Makalah penelitian setebal 46 halaman tersebut mengatakan kesepakatan tersebut berpotensi mengangkat 27 juta orang tambahan ke status kelas menengah pada tahun 2035.
“Dengan skenario penuh, dengan pengurangan tarif, tindakan non-tarif dan biaya perdagangan, Laos, Thailand, Kamboja, Vietnam dan Malaysia akan mendapatkan manfaat paling besar. Perolehan positif ini akan semakin besar ketika diperkirakan terjadi peningkatan produktivitas.
“Menariknya bagi Jepang, dampak keempat skenario RCEP serupa, menunjukkan bahwa sebagian besar keuntungan terkait dengan penurunan tarif, berbeda dengan negara-negara lain, di mana penurunan tarif hanya menimbulkan dampak yang sangat kecil, atau bahkan dampak negatif seperti di Kamboja dan Vietnam.

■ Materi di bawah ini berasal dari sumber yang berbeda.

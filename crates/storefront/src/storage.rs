//! Durable client-side storage.
//!
//! A small keyed slot store, private to one client. Each slot holds a JSON
//! document; the cart and the view-mode preference live here and survive a
//! restart of the client.

use std::collections::HashMap;
use std::io::ErrorKind;
use std::path::{Path, PathBuf};
use std::sync::{Mutex, PoisonError};

use thiserror::Error;
use tracing::warn;

use stockroom_core::ViewMode;

/// Slot keys used by Stockroom.
pub mod keys {
    /// Serialized cart entries.
    pub const CART: &str = "cart";

    /// Customer/manager view preference.
    pub const VIEW_MODE: &str = "view_mode";
}

/// Errors raised by a storage backend.
#[derive(Debug, Error)]
pub enum StorageError {
    /// Reading or writing the backing file failed.
    #[error("storage I/O error: {0}")]
    Io(#[from] std::io::Error),

    /// A value could not be encoded.
    #[error("storage encoding error: {0}")]
    Encode(#[from] serde_json::Error),
}

/// Keyed string slots that persist across client restarts.
pub trait ClientStorage: Send + Sync {
    /// Read a slot. Absent slots are `Ok(None)`.
    ///
    /// # Errors
    ///
    /// Returns `StorageError::Io` if the slot exists but cannot be read.
    fn get(&self, key: &str) -> Result<Option<String>, StorageError>;

    /// Overwrite a slot.
    ///
    /// # Errors
    ///
    /// Returns `StorageError::Io` if the slot cannot be written.
    fn set(&self, key: &str, value: &str) -> Result<(), StorageError>;

    /// Delete a slot. Deleting an absent slot is not an error.
    ///
    /// # Errors
    ///
    /// Returns `StorageError::Io` if the slot exists but cannot be removed.
    fn remove(&self, key: &str) -> Result<(), StorageError>;
}

/// Storage backed by one `<key>.json` file per slot in a directory.
#[derive(Debug, Clone)]
pub struct FileStorage {
    dir: PathBuf,
}

impl FileStorage {
    /// Open (and create if needed) a storage directory.
    ///
    /// # Errors
    ///
    /// Returns `StorageError::Io` if the directory cannot be created.
    pub fn open(dir: impl Into<PathBuf>) -> Result<Self, StorageError> {
        let dir = dir.into();
        std::fs::create_dir_all(&dir)?;
        Ok(Self { dir })
    }

    /// The directory backing this storage.
    #[must_use]
    pub fn dir(&self) -> &Path {
        &self.dir
    }

    fn slot_path(&self, key: &str) -> PathBuf {
        self.dir.join(format!("{key}.json"))
    }
}

impl ClientStorage for FileStorage {
    fn get(&self, key: &str) -> Result<Option<String>, StorageError> {
        match std::fs::read_to_string(self.slot_path(key)) {
            Ok(value) => Ok(Some(value)),
            Err(e) if e.kind() == ErrorKind::NotFound => Ok(None),
            Err(e) => Err(e.into()),
        }
    }

    fn set(&self, key: &str, value: &str) -> Result<(), StorageError> {
        // Write-then-rename so a crash never leaves a half-written slot.
        let path = self.slot_path(key);
        let tmp = path.with_extension("json.tmp");
        std::fs::write(&tmp, value)?;
        std::fs::rename(&tmp, &path)?;
        Ok(())
    }

    fn remove(&self, key: &str) -> Result<(), StorageError> {
        match std::fs::remove_file(self.slot_path(key)) {
            Err(e) if e.kind() != ErrorKind::NotFound => Err(e.into()),
            _ => Ok(()),
        }
    }
}

/// Process-local storage, for tests and ephemeral sessions.
#[derive(Debug, Default)]
pub struct MemoryStorage {
    slots: Mutex<HashMap<String, String>>,
}

impl MemoryStorage {
    /// Create empty storage.
    #[must_use]
    pub fn new() -> Self {
        Self::default()
    }
}

impl ClientStorage for MemoryStorage {
    fn get(&self, key: &str) -> Result<Option<String>, StorageError> {
        let slots = self.slots.lock().unwrap_or_else(PoisonError::into_inner);
        Ok(slots.get(key).cloned())
    }

    fn set(&self, key: &str, value: &str) -> Result<(), StorageError> {
        let mut slots = self.slots.lock().unwrap_or_else(PoisonError::into_inner);
        slots.insert(key.to_owned(), value.to_owned());
        Ok(())
    }

    fn remove(&self, key: &str) -> Result<(), StorageError> {
        let mut slots = self.slots.lock().unwrap_or_else(PoisonError::into_inner);
        slots.remove(key);
        Ok(())
    }
}

/// Read the saved view mode, defaulting to customer on absent or bad data.
#[must_use]
pub fn load_view_mode(storage: &dyn ClientStorage) -> ViewMode {
    match storage.get(keys::VIEW_MODE) {
        Ok(Some(raw)) => serde_json::from_str(&raw).unwrap_or_else(|e| {
            warn!(error = %e, "Ignoring unreadable view mode preference");
            ViewMode::default()
        }),
        Ok(None) => ViewMode::default(),
        Err(e) => {
            warn!(error = %e, "Failed to read view mode preference");
            ViewMode::default()
        }
    }
}

/// Persist the view mode preference.
///
/// # Errors
///
/// Returns `StorageError` if the slot cannot be written.
pub fn save_view_mode(storage: &dyn ClientStorage, mode: ViewMode) -> Result<(), StorageError> {
    let raw = serde_json::to_string(&mode)?;
    storage.set(keys::VIEW_MODE, &raw)
}
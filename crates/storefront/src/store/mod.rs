//! Product and order store abstractions.
//!
//! The services in this crate talk to persistence only through the
//! [`ProductStore`] and [`OrderStore`] traits, so the backend can be swapped
//! (in-memory for tests and demos, `PostgreSQL` for hosted data) without
//! touching checkout or lifecycle code.

pub mod memory;

pub use memory::{InMemoryOrderStore, InMemoryProductStore};

use async_trait::async_trait;

use stockroom_core::{Order, OrderDraft, OrderId, OrderStatus, Product, ProductDraft, ProductId};

use crate::error::{StoreError, StoreResult};

/// CRUD access to the product catalog.
#[async_trait]
pub trait ProductStore: Send + Sync {
    /// All products.
    async fn get_all(&self) -> StoreResult<Vec<Product>>;

    /// One product by ID.
    ///
    /// # Errors
    ///
    /// Returns `StoreError::NotFound` if the product does not exist.
    async fn get_by_id(&self, id: ProductId) -> StoreResult<Product>;

    /// Create a product. The store assigns its ID and timestamps.
    ///
    /// # Errors
    ///
    /// Returns `StoreError::Validation` for an invalid draft and
    /// `StoreError::Conflict` if the SKU is taken.
    async fn create(&self, draft: ProductDraft) -> StoreResult<Product>;

    /// Replace a product's fields, keeping its ID and creation time.
    ///
    /// # Errors
    ///
    /// Returns `StoreError::NotFound`, `StoreError::Validation` or
    /// `StoreError::Conflict`.
    async fn update(&self, id: ProductId, draft: ProductDraft) -> StoreResult<Product>;

    /// Delete a product.
    ///
    /// # Errors
    ///
    /// Returns `StoreError::NotFound` if the product does not exist.
    async fn delete(&self, id: ProductId) -> StoreResult<()>;

    /// Set the units on hand.
    ///
    /// # Errors
    ///
    /// Returns `StoreError::Validation` for a negative or oversized quantity
    /// and `StoreError::NotFound` if the product does not exist.
    async fn update_quantity(&self, id: ProductId, quantity: i64) -> StoreResult<Product>;

    /// Products with some stock at or below their threshold.
    async fn low_stock(&self) -> StoreResult<Vec<Product>>;

    /// Distinct categories, sorted.
    async fn categories(&self) -> StoreResult<Vec<String>>;
}

/// CRUD access to placed orders.
#[async_trait]
pub trait OrderStore: Send + Sync {
    /// All orders.
    async fn get_all(&self) -> StoreResult<Vec<Order>>;

    /// One order by ID.
    ///
    /// # Errors
    ///
    /// Returns `StoreError::NotFound` if the order does not exist.
    async fn get_by_id(&self, id: OrderId) -> StoreResult<Order>;

    /// Create an order: the store assigns the ID, sets status `pending`,
    /// stamps the creation time and leaves the completion time unset.
    ///
    /// # Errors
    ///
    /// Returns `StoreError::Validation` for an order without lines.
    async fn create(&self, draft: OrderDraft) -> StoreResult<Order>;

    /// Write a new status. Moving to `completed` stamps `completed_at`.
    ///
    /// This is the raw store write and accepts any status; lifecycle rules are
    /// enforced by [`crate::lifecycle::OrderLifecycle`].
    ///
    /// # Errors
    ///
    /// Returns `StoreError::NotFound` if the order does not exist.
    async fn update_status(&self, id: OrderId, status: OrderStatus) -> StoreResult<Order>;

    /// Delete an order (administrative only).
    ///
    /// # Errors
    ///
    /// Returns `StoreError::NotFound` if the order does not exist.
    async fn delete(&self, id: OrderId) -> StoreResult<()>;

    /// Orders with the given status.
    async fn by_status(&self, status: OrderStatus) -> StoreResult<Vec<Order>>;

    /// Up to `limit` orders, newest first.
    async fn recent(&self, limit: usize) -> StoreResult<Vec<Order>>;
}

/// Check a product draft before it reaches a backend.
///
/// # Errors
///
/// Returns `StoreError::Validation` describing the first problem found.
pub fn validate_product_draft(draft: &ProductDraft) -> StoreResult<()> {
    if draft.name.trim().is_empty() {
        return Err(StoreError::Validation("product name cannot be empty".to_string()));
    }
    if draft.sku.trim().is_empty() {
        return Err(StoreError::Validation("SKU cannot be empty".to_string()));
    }
    if draft.price.is_sign_negative() {
        return Err(StoreError::Validation("price cannot be negative".to_string()));
    }
    Ok(())
}

/// Convert a requested stock quantity into a storable one.
///
/// # Errors
///
/// Returns `StoreError::Validation` if the quantity is negative or too large.
pub fn validate_quantity(quantity: i64) -> StoreResult<u32> {
    if quantity < 0 {
        return Err(StoreError::Validation(format!(
            "quantity cannot be negative (got {quantity})"
        )));
    }
    u32::try_from(quantity)
        .map_err(|_| StoreError::Validation(format!("quantity {quantity} is too large")))
}

/// Check an order draft before it reaches a backend.
///
/// # Errors
///
/// Returns `StoreError::Validation` for an empty order, zero-unit lines or a
/// negative total.
pub fn validate_order_draft(draft: &OrderDraft) -> StoreResult<()> {
    if draft.items.is_empty() {
        return Err(StoreError::Validation("order has no line items".to_string()));
    }
    if draft.items.iter().any(|item| item.quantity == 0) {
        return Err(StoreError::Validation(
            "line item quantity must be positive".to_string(),
        ));
    }
    if draft.total_amount.is_sign_negative() {
        return Err(StoreError::Validation("order total cannot be negative".to_string()));
    }
    Ok(())
}

#[cfg(test)]
mod tests {
    use rust_decimal::Decimal;
    use stockroom_core::LineItem;

    use super::*;

    fn draft() -> ProductDraft {
        ProductDraft {
            name: "Desk Lamp".to_string(),
            description: String::new(),
            sku: "LAMP-01".to_string(),
            category: "Lighting".to_string(),
            price: Decimal::new(3999, 2),
            quantity: 5,
            low_stock_threshold: 2,
            image_url: String::new(),
        }
    }

    #[test]
    fn test_valid_product_draft() {
        assert!(validate_product_draft(&draft()).is_ok());
    }

    #[test]
    fn test_product_draft_rejects_blank_name_and_sku() {
        let mut blank_name = draft();
        blank_name.name = "  ".to_string();
        assert!(matches!(
            validate_product_draft(&blank_name),
            Err(StoreError::Validation(_))
        ));

        let mut blank_sku = draft();
        blank_sku.sku = String::new();
        assert!(validate_product_draft(&blank_sku).is_err());
    }

    #[test]
    fn test_product_draft_rejects_negative_price() {
        let mut negative = draft();
        negative.price = Decimal::new(-1, 0);
        assert!(validate_product_draft(&negative).is_err());
    }

    #[test]
    fn test_validate_quantity() {
        assert_eq!(validate_quantity(0).ok(), Some(0));
        assert_eq!(validate_quantity(12).ok(), Some(12));
        assert!(matches!(validate_quantity(-1), Err(StoreError::Validation(_))));
        assert!(validate_quantity(i64::from(u32::MAX) + 1).is_err());
    }

    #[test]
    fn test_order_draft_validation() {
        let item = LineItem {
            product_id: ProductId::new(1),
            quantity: 1,
            price_at_add: Decimal::ONE,
        };
        let ok = OrderDraft {
            items: vec![item],
            total_amount: Decimal::new(11, 1),
        };
        assert!(validate_order_draft(&ok).is_ok());

        let empty = OrderDraft {
            items: Vec::new(),
            total_amount: Decimal::ZERO,
        };
        assert!(validate_order_draft(&empty).is_err());

        let zero_units = OrderDraft {
            items: vec![LineItem { quantity: 0, ..item }],
            total_amount: Decimal::ZERO,
        };
        assert!(validate_order_draft(&zero_units).is_err());
    }
}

“Dalam hal total ekspor, sektor yang paling berkembang di Kamboja adalah produk kayu dan kertas (34,8 persen), bahan kimia, karet dan plastik (25,3 persen), serta peralatan listrik, dan mesin (24,2 persen) yang paling banyak dirajut.
“Hal ini disebabkan oleh penurunan tarif dalam hal bahan kimia dan plastik (pengurangan sebesar dua poin persentase, antara tahun 2035 dan 2020), dan sebagai akibat dari pengurangan tarif non-tarif untuk kayu dan kertas (penurunan sebesar 14,8 poin persentase). antara tahun 2035 dan 2020),” katanya.
Menteri Perdagangan menekankan bahwa RCEP adalah blok perdagangan terbesar di dunia, dengan gabungan produk domestik bruto (PDB) senilai $26,2 triliun atau 30 persen PDB dunia, menyumbang sekitar 28 persen perdagangan dunia dan 32,5 persen. persen investasi global.
Sebuah studi ERIA juga menemukan bahwa perjanjian tersebut akan meningkatkan PDB Kamboja sebesar tambahan dua persen, meningkatkan ekspor sebesar tambahan 7,3 persen, dan meningkatkan investasi sebesar tambahan 23,4 persen.
Namun, kata Sorasak, pakta tersebut menawarkan sejumlah eksternalitas positif lainnya, “termasuk peluang untuk mengatasi pemulihan pandemi dan transformasi struktural pascapandemi melalui dampak lapangan kerja, dorongan investasi, pengentasan kemiskinan, dan promosi manfaat yang lebih inklusif secara sosial dari pakta tersebut.” ” .
“RCEP diharapkan memainkan peran penting dalam integrasi regional dan pemulihan pandemi dan pascapandemi.”